Detective Laceys cell phone rang. He answered, "Yeah?" As he listened, his face changed. He looked harder and older. His eyes fell on me with a look I've seen often—a stare compounded of distaste, fear, and a dawning belief.

"They've reached some bones in a garbage bag," he said heavily. "Too small to be an adult's."

I tried very hard to look neutral.

"A foot below the garbage bag bones, there are wood remnants. Probably a coffin. So there may be another set of bones." He breathed heavily. "There's no trace of a coffin around the upper bones."

I nodded. Tolliver squeezed my hand.

"We'll get a very preliminary identification in a couple hours, if it's the Morgenstern girl. The dental records have been faxed from Nashville. Of course, a solid ID will have to wait on a full exam of the body. Well, what's left of the body." Detective Lacey set his own personal coffee mug on the battered table with unnecessary force. "Nashville police are sending the X-rays by car, and the car should be here in a couple of hours.

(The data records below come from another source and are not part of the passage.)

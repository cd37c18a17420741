//! Immutable model schema and its canonical field order.

use serde::{Deserialize, Serialize};
use std::cmp::Ordering;
use std::collections::{BTreeMap, HashMap, HashSet};
use tracing::{debug, warn};

use crate::config::{PrimaryKeyPolicy, SchemaConfig};
use crate::description::{IndexDeclaration, ModelDescription, ModelIntrospector};
use crate::error::{ConstructionError, MismatchError, SchemaError, SchemaResult};
use crate::field::{FieldDescriptor, ModelConnection};
use crate::index::ModelIndex;
use crate::instance::ModelInstance;
use modelkit_types::FieldValue;

/// Metadata of one model type with its fields in canonical order.
///
/// Built once and never mutated. Every consumer that generates queries or
/// serializes instances walks [`sorted_fields`](Self::sorted_fields), so two
/// schemas built from the same fields always agree on the order.
#[derive(Debug, Clone, PartialEq, Eq, Serialize, Deserialize)]
#[serde(try_from = "SerializedSchema", into = "SerializedSchema")]
pub struct ModelSchema {
    name: String,
    target_model_name: String,
    sorted_fields: Vec<FieldDescriptor>,
    /// Field name → position in `sorted_fields`.
    positions: BTreeMap<String, usize>,
    model_index: ModelIndex,
    primary_key: Option<usize>,
    foreign_keys: Vec<usize>,
    connections: Vec<usize>,
    /// Config the schema was built under; reused when deserializing.
    config: SchemaConfig,
}

/// Canonical comparator: the primary key sorts last, connected fields come
/// before plain ones, ties break on ascending name.
fn canonical_order(a: &FieldDescriptor, b: &FieldDescriptor) -> Ordering {
    a.is_primary_key
        .cmp(&b.is_primary_key)
        .then_with(|| b.is_connected().cmp(&a.is_connected()))
        .then_with(|| a.name.cmp(&b.name))
}

impl ModelSchema {
    pub fn builder() -> ModelSchemaBuilder {
        ModelSchemaBuilder::default()
    }

    /// Builds a schema from an introspector's description.
    pub fn from_description(
        description: ModelDescription,
        config: &SchemaConfig,
    ) -> SchemaResult<Self> {
        let ModelDescription {
            name,
            target_model_name,
            fields,
            index,
        } = description;

        let mut builder = Self::builder().name(&name).config(config.clone());
        if let Some(target) = target_model_name {
            builder = builder.target_model_name(&target);
        }
        if let Some(index) = index {
            builder = builder.model_index(index.into_index());
        }
        for (key, field) in fields {
            let descriptor = field.into_descriptor(&key)?;
            builder = builder.keyed_field(key, descriptor);
        }
        builder.build()
    }

    /// Parses a JSON model description and builds its schema.
    pub fn from_json(json: &str, config: &SchemaConfig) -> SchemaResult<Self> {
        Self::from_description(ModelDescription::from_json(json)?, config)
    }

    /// Asks `introspector` for a description and builds its schema.
    /// Introspection failures surface as a construction failure.
    pub fn from_introspector<I: ModelIntrospector + ?Sized>(
        introspector: &I,
        config: &SchemaConfig,
    ) -> SchemaResult<Self> {
        let description = introspector
            .describe()
            .map_err(ConstructionError::Introspection)?;
        Self::from_description(description, config)
    }

    pub fn name(&self) -> &str {
        &self.name
    }

    /// External model name; equals [`name`](Self::name) unless one was given.
    pub fn target_model_name(&self) -> &str {
        &self.target_model_name
    }

    /// Looks up a field by its local name.
    pub fn field(&self, name: &str) -> Option<&FieldDescriptor> {
        self.positions.get(name).map(|&i| &self.sorted_fields[i])
    }

    /// All fields keyed by local name, in name order.
    pub fn fields(&self) -> impl Iterator<Item = (&str, &FieldDescriptor)> + '_ {
        self.positions
            .iter()
            .map(|(name, &i)| (name.as_str(), &self.sorted_fields[i]))
    }

    /// All fields in canonical order.
    pub fn sorted_fields(&self) -> &[FieldDescriptor] {
        &self.sorted_fields
    }

    /// Field names in canonical order.
    pub fn field_names(&self) -> Vec<&str> {
        self.sorted_fields.iter().map(|f| f.name.as_str()).collect()
    }

    pub fn model_index(&self) -> &ModelIndex {
        &self.model_index
    }

    pub fn len(&self) -> usize {
        self.sorted_fields.len()
    }

    pub fn is_empty(&self) -> bool {
        self.sorted_fields.is_empty()
    }

    pub fn primary_key(&self) -> Option<&FieldDescriptor> {
        self.primary_key.map(|i| &self.sorted_fields[i])
    }

    /// Direct foreign-key fields, in canonical order.
    pub fn foreign_keys(&self) -> Vec<&FieldDescriptor> {
        self.foreign_keys
            .iter()
            .map(|&i| &self.sorted_fields[i])
            .collect()
    }

    /// Connected fields paired with their connection, in canonical order.
    pub fn connections(&self) -> Vec<(&FieldDescriptor, &ModelConnection)> {
        self.connections
            .iter()
            .filter_map(|&i| {
                let field = &self.sorted_fields[i];
                field.connection().map(|c| (field, c))
            })
            .collect()
    }

    /// Maps every schema field's target name to its value on `instance`.
    ///
    /// Values are passed through as the instance reports them.
    pub fn map_field_names_to_values<I: ModelInstance + ?Sized>(
        &self,
        instance: &I,
    ) -> SchemaResult<BTreeMap<String, FieldValue>> {
        if instance.model_name() != self.name {
            return Err(MismatchError::WrongModel {
                expected: self.name.clone(),
                found: instance.model_name().to_string(),
            }
            .into());
        }

        let mut values = BTreeMap::new();
        for field in &self.sorted_fields {
            let value = instance
                .field_value(&field.name)
                .ok_or_else(|| MismatchError::MissingField {
                    model: self.name.clone(),
                    field: field.name.clone(),
                })?;
            values.insert(field.target_name.clone(), value);
        }
        Ok(values)
    }
}

impl TryFrom<ModelDescription> for ModelSchema {
    type Error = SchemaError;

    fn try_from(description: ModelDescription) -> SchemaResult<Self> {
        Self::from_description(description, &SchemaConfig::default())
    }
}

/// Wire form of a [`ModelSchema`]: its description plus the config it was
/// built under, so relaxed builds read back the same way.
#[derive(Serialize, Deserialize)]
struct SerializedSchema {
    #[serde(flatten)]
    description: ModelDescription,
    #[serde(default)]
    config: SchemaConfig,
}

impl TryFrom<SerializedSchema> for ModelSchema {
    type Error = SchemaError;

    fn try_from(serialized: SerializedSchema) -> SchemaResult<Self> {
        Self::from_description(serialized.description, &serialized.config)
    }
}

impl From<ModelSchema> for SerializedSchema {
    fn from(schema: ModelSchema) -> Self {
        let config = schema.config.clone();
        Self {
            description: schema.into(),
            config,
        }
    }
}

impl From<ModelSchema> for ModelDescription {
    fn from(schema: ModelSchema) -> Self {
        let target_model_name =
            (schema.target_model_name != schema.name).then(|| schema.target_model_name.clone());
        let index = IndexDeclaration::of(&schema.model_index);
        let fields = schema
            .sorted_fields
            .iter()
            .map(|f| (f.name.clone(), f.into()))
            .collect();

        Self {
            name: schema.name,
            target_model_name,
            fields,
            index,
        }
    }
}

/// Collects the parts of a [`ModelSchema`] and validates them in [`build`](Self::build).
#[derive(Debug, Clone, Default)]
pub struct ModelSchemaBuilder {
    name: String,
    target_model_name: Option<String>,
    /// Map key alongside the descriptor it points at.
    fields: Vec<(String, FieldDescriptor)>,
    model_index: ModelIndex,
    config: SchemaConfig,
}

impl ModelSchemaBuilder {
    #[must_use]
    pub fn name(mut self, name: &str) -> Self {
        self.name = name.into();
        self
    }

    /// Empty names are treated as absent.
    #[must_use]
    pub fn target_model_name(mut self, target_model_name: &str) -> Self {
        self.target_model_name = Some(target_model_name).filter(|t| !t.is_empty()).map(Into::into);
        self
    }

    #[must_use]
    pub fn field(mut self, field: FieldDescriptor) -> Self {
        self.fields.push((field.name.clone(), field));
        self
    }

    #[must_use]
    pub fn fields(self, fields: impl IntoIterator<Item = FieldDescriptor>) -> Self {
        fields.into_iter().fold(self, Self::field)
    }

    /// Adds a name → descriptor map. Every key must match its descriptor's name.
    #[must_use]
    pub fn fields_map(mut self, fields: HashMap<String, FieldDescriptor>) -> Self {
        self.fields.extend(fields);
        self
    }

    fn keyed_field(mut self, key: String, field: FieldDescriptor) -> Self {
        self.fields.push((key, field));
        self
    }

    #[must_use]
    pub fn model_index(mut self, model_index: ModelIndex) -> Self {
        self.model_index = model_index;
        self
    }

    #[must_use]
    pub fn config(mut self, config: SchemaConfig) -> Self {
        self.config = config;
        self
    }

    pub fn build(self) -> SchemaResult<ModelSchema> {
        let Self {
            name,
            target_model_name,
            fields,
            model_index,
            config,
        } = self;

        if name.is_empty() {
            return Err(ConstructionError::EmptyModelName.into());
        }

        let mut seen = HashSet::with_capacity(fields.len());
        let mut sorted_fields = Vec::with_capacity(fields.len());
        for (key, field) in fields {
            if field.name.is_empty() {
                return Err(ConstructionError::EmptyFieldName(name).into());
            }
            if key != field.name {
                return Err(ConstructionError::KeyMismatch {
                    key,
                    name: field.name,
                }
                .into());
            }
            if !seen.insert(key) {
                return Err(ConstructionError::DuplicateField(field.name).into());
            }
            sorted_fields.push(field);
        }
        sorted_fields.sort_by(canonical_order);

        check_primary_keys(&name, &sorted_fields, config.primary_keys)?;
        if config.reject_duplicate_target_names {
            check_target_names(&sorted_fields)?;
        }
        check_index(&name, &model_index, &seen, config.validate_index_fields)?;

        let positions = sorted_fields
            .iter()
            .enumerate()
            .map(|(i, f)| (f.name.clone(), i))
            .collect();
        let primary_key = sorted_fields.iter().position(|f| f.is_primary_key);
        let foreign_keys = sorted_fields
            .iter()
            .enumerate()
            .filter(|(_, f)| f.is_foreign_key())
            .map(|(i, _)| i)
            .collect();
        let connections = sorted_fields
            .iter()
            .enumerate()
            .filter(|(_, f)| f.is_connected())
            .map(|(i, _)| i)
            .collect();

        debug!("Built schema for {} with {} fields", name, sorted_fields.len());

        Ok(ModelSchema {
            target_model_name: target_model_name.unwrap_or_else(|| name.clone()),
            name,
            sorted_fields,
            positions,
            model_index,
            primary_key,
            foreign_keys,
            connections,
            config,
        })
    }
}

fn check_primary_keys(
    model: &str,
    sorted_fields: &[FieldDescriptor],
    policy: PrimaryKeyPolicy,
) -> Result<(), ConstructionError> {
    let keys: Vec<String> = sorted_fields
        .iter()
        .filter(|f| f.is_primary_key)
        .map(|f| f.name.clone())
        .collect();
    if keys.len() <= 1 {
        return Ok(());
    }

    match policy {
        PrimaryKeyPolicy::Reject => Err(ConstructionError::MultiplePrimaryKeys(keys)),
        PrimaryKeyPolicy::Warn => {
            warn!(
                "Model {} declares {} primary keys ({}); using {}",
                model,
                keys.len(),
                keys.join(", "),
                keys[0]
            );
            Ok(())
        }
    }
}

fn check_target_names(sorted_fields: &[FieldDescriptor]) -> Result<(), ConstructionError> {
    let mut owners: HashMap<&str, &str> = HashMap::with_capacity(sorted_fields.len());
    for field in sorted_fields {
        if let Some(first) = owners.insert(&field.target_name, &field.name) {
            return Err(ConstructionError::DuplicateTargetName {
                target_name: field.target_name.clone(),
                first: first.to_string(),
                second: field.name.clone(),
            });
        }
    }
    Ok(())
}

fn check_index(
    model: &str,
    index: &ModelIndex,
    field_names: &HashSet<String>,
    strict: bool,
) -> Result<(), ConstructionError> {
    let index_name = index.index_name().unwrap_or_default();
    for field in index.index_field_names() {
        if field_names.contains(field) {
            continue;
        }
        if strict {
            return Err(ConstructionError::UnknownIndexField {
                index: index_name.to_string(),
                field: field.clone(),
            });
        }
        warn!(
            "Index {:?} on model {} references unknown field {}",
            index_name, model, field
        );
    }
    Ok(())
}

#[cfg(test)]
mod tests {
    use super::*;

    fn plain(name: &str) -> FieldDescriptor {
        FieldDescriptor::string(name)
    }

    fn connected(name: &str) -> FieldDescriptor {
        FieldDescriptor::collection(name).connected(ModelConnection::has_many("Comment", "postId"))
    }

    #[test]
    fn primary_key_is_greatest() {
        let id = plain("id").primary_key();
        assert_eq!(canonical_order(&id, &plain("zzz")), Ordering::Greater);
        assert_eq!(canonical_order(&connected("aaa"), &id), Ordering::Less);
    }

    #[test]
    fn connected_before_plain() {
        assert_eq!(canonical_order(&connected("z"), &plain("a")), Ordering::Less);
        assert_eq!(canonical_order(&plain("a"), &connected("z")), Ordering::Greater);
    }

    #[test]
    fn ties_break_on_name() {
        assert_eq!(canonical_order(&plain("a"), &plain("b")), Ordering::Less);
        assert_eq!(canonical_order(&plain("b"), &plain("b")), Ordering::Equal);
    }

    #[test]
    fn two_primary_keys_still_compare_by_name() {
        let a = plain("a").primary_key();
        let b = plain("b").primary_key();
        assert_eq!(canonical_order(&a, &b), Ordering::Less);
        assert_eq!(canonical_order(&b, &a), Ordering::Greater);
    }
}
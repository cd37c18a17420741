use serde::{Deserialize, Serialize};
use std::collections::BTreeMap;

use modelkit_types::{FieldValue, NumberMode};

/// A concrete model instance whose values the schema can read by field name.
///
/// Implemented by generated model types, or use [`ModelRecord`] for a plain
/// bag of values.
pub trait ModelInstance {
    /// Name of the model this instance belongs to.
    fn model_name(&self) -> &str;

    /// Value of the field with local name `field_name`, or `None` if the
    /// instance has no such attribute. A present-but-empty attribute is
    /// `Some(FieldValue::Null)`.
    fn field_value(&self, field_name: &str) -> Option<FieldValue>;
}

/// A model instance held as a name → value map.
#[derive(Debug, Clone, PartialEq, Serialize, Deserialize)]
pub struct ModelRecord {
    pub model_name: String,
    pub values: BTreeMap<String, FieldValue>,
}

impl ModelRecord {
    pub fn new(model_name: &str) -> Self {
        Self {
            model_name: model_name.into(),
            values: BTreeMap::new(),
        }
    }

    #[must_use]
    pub fn with(mut self, field_name: &str, value: impl Into<FieldValue>) -> Self {
        self.values.insert(field_name.into(), value.into());
        self
    }

    /// Reads a record from a JSON object keyed by local field name.
    pub fn from_json(
        model_name: &str,
        data: &serde_json::Value,
        mode: NumberMode,
    ) -> modelkit_types::Result<Self> {
        Ok(Self {
            model_name: model_name.into(),
            values: FieldValue::map_from_json(data, mode)?,
        })
    }

    pub fn get(&self, field_name: &str) -> Option<&FieldValue> {
        self.values.get(field_name)
    }

    pub fn get_str(&self, field_name: &str) -> Option<&str> {
        self.get(field_name).and_then(FieldValue::as_str)
    }

    pub fn get_bool(&self, field_name: &str) -> Option<bool> {
        self.get(field_name).and_then(FieldValue::as_bool)
    }

    pub fn get_number(&self, field_name: &str) -> Option<f64> {
        self.get(field_name).and_then(FieldValue::as_f64)
    }
}

impl ModelInstance for ModelRecord {
    fn model_name(&self) -> &str {
        &self.model_name
    }

    fn field_value(&self, field_name: &str) -> Option<FieldValue> {
        self.values.get(field_name).cloned()
    }
}
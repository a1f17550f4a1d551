//! Named admission rejections.
//!
//! The `reason()` string is what callers see in the admission response and
//! is stable across releases; tooling matches on it.

use crate::error::StoreError;

#[derive(Debug, thiserror::Error)]
pub enum AdmissionError {
    #[error("errNoPermission: {0}")]
    NoPermission(String),

    #[error("errHasNetwork: {0}")]
    HasNetwork(String),

    #[error("errChannelHasPeers: channel {0} still has peers")]
    ChannelHasPeers(String),

    #[error("errUpdateChannelMember: channel members are changed through proposals only")]
    UpdateChannelMember,

    #[error("errImmutableField: {0} cannot be changed")]
    Immutable(&'static str),

    #[error("errInUse: {0}")]
    InUse(String),

    #[error("errNotFound: {0}")]
    NotFound(String),

    #[error("errInvalid: {0}")]
    Invalid(String),

    #[error("ErrNullProposalPurpose: proposal must carry exactly one purpose")]
    NullProposalPurpose,

    #[error("ErrChangeProposalPurpose: proposal purpose cannot be changed")]
    ChangeProposalPurpose,

    #[error("ErrChangeVoteDecision: a cast vote cannot be changed")]
    ChangeVoteDecision,

    #[error("errDecode: {0}")]
    Decode(#[from] serde_json::Error),

    #[error("errLookup: {0}")]
    Lookup(StoreError),
}

impl From<StoreError> for AdmissionError {
    fn from(err: StoreError) -> Self {
        match err {
            StoreError::NotFound(what) => AdmissionError::NotFound(what),
            other => AdmissionError::Lookup(other),
        }
    }
}

impl AdmissionError {
    /// Stable reason string reported in the review response.
    pub fn reason(&self) -> &'static str {
        match self {
            Self::NoPermission(_) => "errNoPermission",
            Self::HasNetwork(_) => "errHasNetwork",
            Self::ChannelHasPeers(_) => "errChannelHasPeers",
            Self::UpdateChannelMember => "errUpdateChannelMember",
            Self::Immutable(_) => "errImmutableField",
            Self::InUse(_) => "errInUse",
            Self::NotFound(_) => "errNotFound",
            Self::Invalid(_) => "errInvalid",
            Self::NullProposalPurpose => "ErrNullProposalPurpose",
            Self::ChangeProposalPurpose => "ErrChangeProposalPurpose",
            Self::ChangeVoteDecision => "ErrChangeVoteDecision",
            Self::Decode(_) => "errDecode",
            Self::Lookup(_) => "errLookup",
        }
    }

    /// HTTP-style code carried in the response status.
    pub fn code(&self) -> u16 {
        match self {
            Self::NoPermission(_) => 403,
            Self::Decode(_) => 400,
            Self::Lookup(_) => 500,
            _ => 422,
        }
    }
}

pub type AdmissionResult<T> = std::result::Result<T, AdmissionError>;
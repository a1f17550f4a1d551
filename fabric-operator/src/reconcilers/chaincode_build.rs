//! ChaincodeBuild reconciler.
//!
//! Materializes the source workspace volume and the pipeline run in the
//! initiator's namespace, then copies the run's results into the status.
//! A build is ready once both image results are present.

use async_trait::async_trait;
use fabric_api::chaincode_build::{pipeline_run_name, source_workspace_name};
use fabric_api::labels::{
    operator_labels, CHAINCODE_BUILD_ID, CHAINCODE_BUILD_INITIATOR, CHAINCODE_BUILD_NETWORK,
    CHAINCODE_BUILD_VERSION,
};
use fabric_api::platform::{
    PersistentVolumeClaim, PersistentVolumeClaimSpec, PipelineRun, PipelineRunSpec, WorkspaceBinding,
};
use fabric_api::status::StatusType;
use fabric_api::{ChaincodeBuild, ErrorCode, HasStatus, ObjectMeta, Resource};
use std::collections::BTreeMap;
use tracing::{info, warn};

use super::adopt;
use crate::controller::{settle, Action, Context, Reconciler, Update};
use crate::error::{OperatorError, Result};

/// Pipeline every build runs.
pub const PIPELINE: &str = "chaincode-build";

/// Workspace the pipeline checks sources out into.
pub const SOURCE_WORKSPACE: &str = "source-ws";

const SOURCE_VOLUME_SIZE: &str = "1Gi";

pub struct ChaincodeBuildReconciler;

impl ChaincodeBuildReconciler {
    async fn ensure_workspace(&self, ctx: &Context, build: &ChaincodeBuild) -> Result<String> {
        let namespace = &build.spec.initiator;
        let name = source_workspace_name(build.name());
        let pvcs = ctx.namespaced::<PersistentVolumeClaim>(namespace);
        if pvcs.get_opt(&name).await?.is_some() {
            return Ok(name);
        }
        let mut pvc = PersistentVolumeClaim {
            metadata: ObjectMeta::namespaced(namespace, &name),
            spec: PersistentVolumeClaimSpec {
                access_modes: vec!["ReadWriteOnce".to_string()],
                storage: SOURCE_VOLUME_SIZE.to_string(),
                storage_class_name: None,
            },
        };
        pvc.metadata.labels = operator_labels(&ctx.config.label_prefix, build.name());
        adopt(&mut pvc.metadata, build);
        match pvcs.create(&pvc).await {
            Ok(_) => {
                info!(build = %build.name(), namespace = %namespace, "source workspace created");
                Ok(name)
            }
            Err(e) if e.is_already_exists() => Ok(name),
            Err(e) => Err(OperatorError::from_store(e, ErrorCode::InvalidPvcCreateRequest)),
        }
    }

    /// Get or create the pipeline run. `None` when the build source is not
    /// exactly one of git or minio.
    async fn ensure_run(&self, ctx: &Context, build: &ChaincodeBuild, volume: &str) -> Result<Option<PipelineRun>> {
        let namespace = &build.spec.initiator;
        let runs = ctx.namespaced::<PipelineRun>(namespace);
        let name = pipeline_run_name(build.name());
        if let Some(run) = runs.get_opt(&name).await? {
            return Ok(Some(run));
        }
        let Some(params) = build.spec.pipeline_run_spec.params() else {
            return Ok(None);
        };
        let mut run = PipelineRun {
            metadata: ObjectMeta::namespaced(namespace, &name),
            spec: PipelineRunSpec {
                pipeline_ref: PIPELINE.to_string(),
                params,
                workspaces: vec![WorkspaceBinding {
                    name: SOURCE_WORKSPACE.to_string(),
                    persistent_volume_claim: volume.to_string(),
                }],
            },
            status: None,
        };
        run.metadata.labels = operator_labels(&ctx.config.label_prefix, build.name());
        adopt(&mut run.metadata, build);
        match runs.create(&run).await {
            Ok(created) => {
                info!(build = %build.name(), run = %name, "pipeline run created");
                Ok(Some(created))
            }
            Err(e) if e.is_already_exists() => Ok(Some(runs.get(&name).await?)),
            Err(e) => Err(e.into()),
        }
    }
}

#[async_trait]
impl Reconciler for ChaincodeBuildReconciler {
    type Kind = ChaincodeBuild;

    fn labels(&self, ctx: &Context, build: &ChaincodeBuild) -> BTreeMap<String, String> {
        let mut labels = operator_labels(&ctx.config.label_prefix, build.name());
        labels.insert(CHAINCODE_BUILD_NETWORK.to_string(), build.spec.network.clone());
        labels.insert(CHAINCODE_BUILD_ID.to_string(), build.spec.id.clone());
        labels.insert(CHAINCODE_BUILD_VERSION.to_string(), build.spec.version.clone());
        labels.insert(CHAINCODE_BUILD_INITIATOR.to_string(), build.spec.initiator.clone());
        labels
    }

    fn diff(&self, old: &ChaincodeBuild, new: &ChaincodeBuild) -> Update {
        if old.spec == new.spec {
            return Update::default();
        }
        Update {
            spec_updated: true,
            pipeline_spec_updated: old.spec.pipeline_run_spec != new.spec.pipeline_run_spec,
            ..Default::default()
        }
    }

    async fn reconcile(&self, ctx: &Context, build: &mut ChaincodeBuild, _update: Update) -> Result<Action> {
        if build.is_ready() {
            return Ok(Action::Done);
        }
        let volume = self.ensure_workspace(ctx, build).await?;
        let Some(run) = self.ensure_run(ctx, build, &volume).await? else {
            warn!(build = %build.name(), "build source must be exactly one of git or minio");
            let status = build.status_or_default();
            settle(
                &mut status.cr,
                StatusType::Error,
                "InvalidPipelineSource",
                "exactly one of git or minio must be set",
            );
            return Ok(Action::Done);
        };

        let name = build.name().to_string();
        let status = build.status_or_default();
        if !run.is_completed() {
            settle(&mut status.cr, StatusType::Deploying, "PipelineRunning", "");
            return Ok(Action::Done);
        }
        status.pipeline_run_results = run.status.map(|s| s.pipeline_results).unwrap_or_default();
        if build.is_ready() {
            info!(build = %name, "chaincode image built");
            settle(&mut build.status_or_default().cr, StatusType::Created, "ChaincodeBuildReady", "");
        } else {
            warn!(build = %name, "pipeline run completed without image results");
            settle(
                &mut build.status_or_default().cr,
                StatusType::Deploying,
                "PipelineRunWithoutImage",
                "pipeline run completed without image results",
            );
        }
        Ok(Action::Done)
    }
}

#[cfg(test)]
mod tests {
    use super::*;
    use crate::fixtures::Fixture;
    use fabric_api::chaincode_build::{
        ChaincodeBuildSpec, DockerBuild, GitSource, PipelineRunSource, RESULT_IMAGE_DIGEST, RESULT_IMAGE_URL,
    };
    use fabric_api::platform::{Param, PipelineRunCondition, PipelineRunStatus};

    fn build() -> ChaincodeBuild {
        ChaincodeBuild::new(
            "b1",
            ChaincodeBuildSpec {
                network: "neta".into(),
                id: "cc".into(),
                version: "1.0".into(),
                initiator: "org1".into(),
                pipeline_run_spec: PipelineRunSource {
                    git: Some(GitSource {
                        url: "https://example.com/cc.git".into(),
                        reference: "main".into(),
                    }),
                    minio: None,
                    dockerbuild: DockerBuild {
                        app_image: "registry/cc".into(),
                        ..Default::default()
                    },
                },
            },
        )
    }

    #[tokio::test]
    async fn test_workspace_and_run_in_initiator_namespace() {
        let fx = Fixture::new().await;
        let mut b = fx.ctx.api::<ChaincodeBuild>().create(&build()).await.unwrap();
        ChaincodeBuildReconciler.reconcile(&fx.ctx, &mut b, Update::full()).await.unwrap();

        let pvc: PersistentVolumeClaim = fx.get(Some("org1"), "b1-source-ws").await;
        assert_eq!(pvc.spec.access_modes, vec!["ReadWriteOnce".to_string()]);
        assert!(pvc.metadata.is_owned_by(ChaincodeBuild::KIND, "b1"));

        let run: PipelineRun = fx.get(Some("org1"), "b1-pipelinerun").await;
        assert_eq!(run.spec.pipeline_ref, PIPELINE);
        assert_eq!(run.spec.workspaces[0].persistent_volume_claim, "b1-source-ws");
        assert!(run.spec.params.contains(&Param::new("SOURCE", "git")));
        assert!(b.status.as_ref().unwrap().cr.is(StatusType::Deploying));
        assert!(!b.is_ready());
    }

    #[tokio::test]
    async fn test_completed_run_makes_build_ready() {
        let fx = Fixture::new().await;
        let mut b = fx.ctx.api::<ChaincodeBuild>().create(&build()).await.unwrap();
        ChaincodeBuildReconciler.reconcile(&fx.ctx, &mut b, Update::full()).await.unwrap();

        let runs = fx.ctx.namespaced::<PipelineRun>("org1");
        let mut run = runs.get("b1-pipelinerun").await.unwrap();
        run.status = Some(PipelineRunStatus {
            conditions: vec![PipelineRunCondition {
                condition_type: "Succeeded".into(),
                status: "True".into(),
                reason: "Completed".into(),
                ..Default::default()
            }],
            pipeline_results: vec![
                Param::new(RESULT_IMAGE_URL, "registry/cc:1.0"),
                Param::new(RESULT_IMAGE_DIGEST, "sha256:feed"),
            ],
        });
        runs.update_status(&run).await.unwrap();

        ChaincodeBuildReconciler.reconcile(&fx.ctx, &mut b, Update::default()).await.unwrap();
        assert!(b.is_ready());
        assert_eq!(b.image(), Some(("registry/cc:1.0".to_string(), "sha256:feed".to_string())));
        assert!(b.status.as_ref().unwrap().cr.is(StatusType::Created));
    }

    #[tokio::test]
    async fn test_ambiguous_source_is_reported() {
        let fx = Fixture::new().await;
        let mut b = build();
        b.spec.pipeline_run_spec.minio = Some(Default::default());
        ChaincodeBuildReconciler.reconcile(&fx.ctx, &mut b, Update::full()).await.unwrap();
        assert!(b.status.as_ref().unwrap().cr.is(StatusType::Error));
        assert!(fx.ctx.namespaced::<PipelineRun>("org1").get_opt("b1-pipelinerun").await.unwrap().is_none());
    }
}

The local FBI office is sending someone to witness the full autopsy. The Fibbies are offering their lab for the trace stuff. You are not to say anything about this to anyone until we've talked to the family."

I nodded again.

"Good," Tolliver said, just to goose the silence.

Corbett Lacey gave us a steady glare. "We've had to call her parents, and if this isn't her, I don't even like to think about what they'll feel. If you hadn't broadcast her name to the whole group standing there, we could have kept this quiet until we had something solid to tell them. Now, we've had to talk to them because it looks like the damn television will have it on the air soon."

"I'm sorry about that. I just wasn't thinking." I should have kept my mouth shut. He had a good point.

"Why do you even do this, anyway?" He gave me a puzzled face, as if he really couldn't figure me out. I didn't think he was completely sincere, but I was.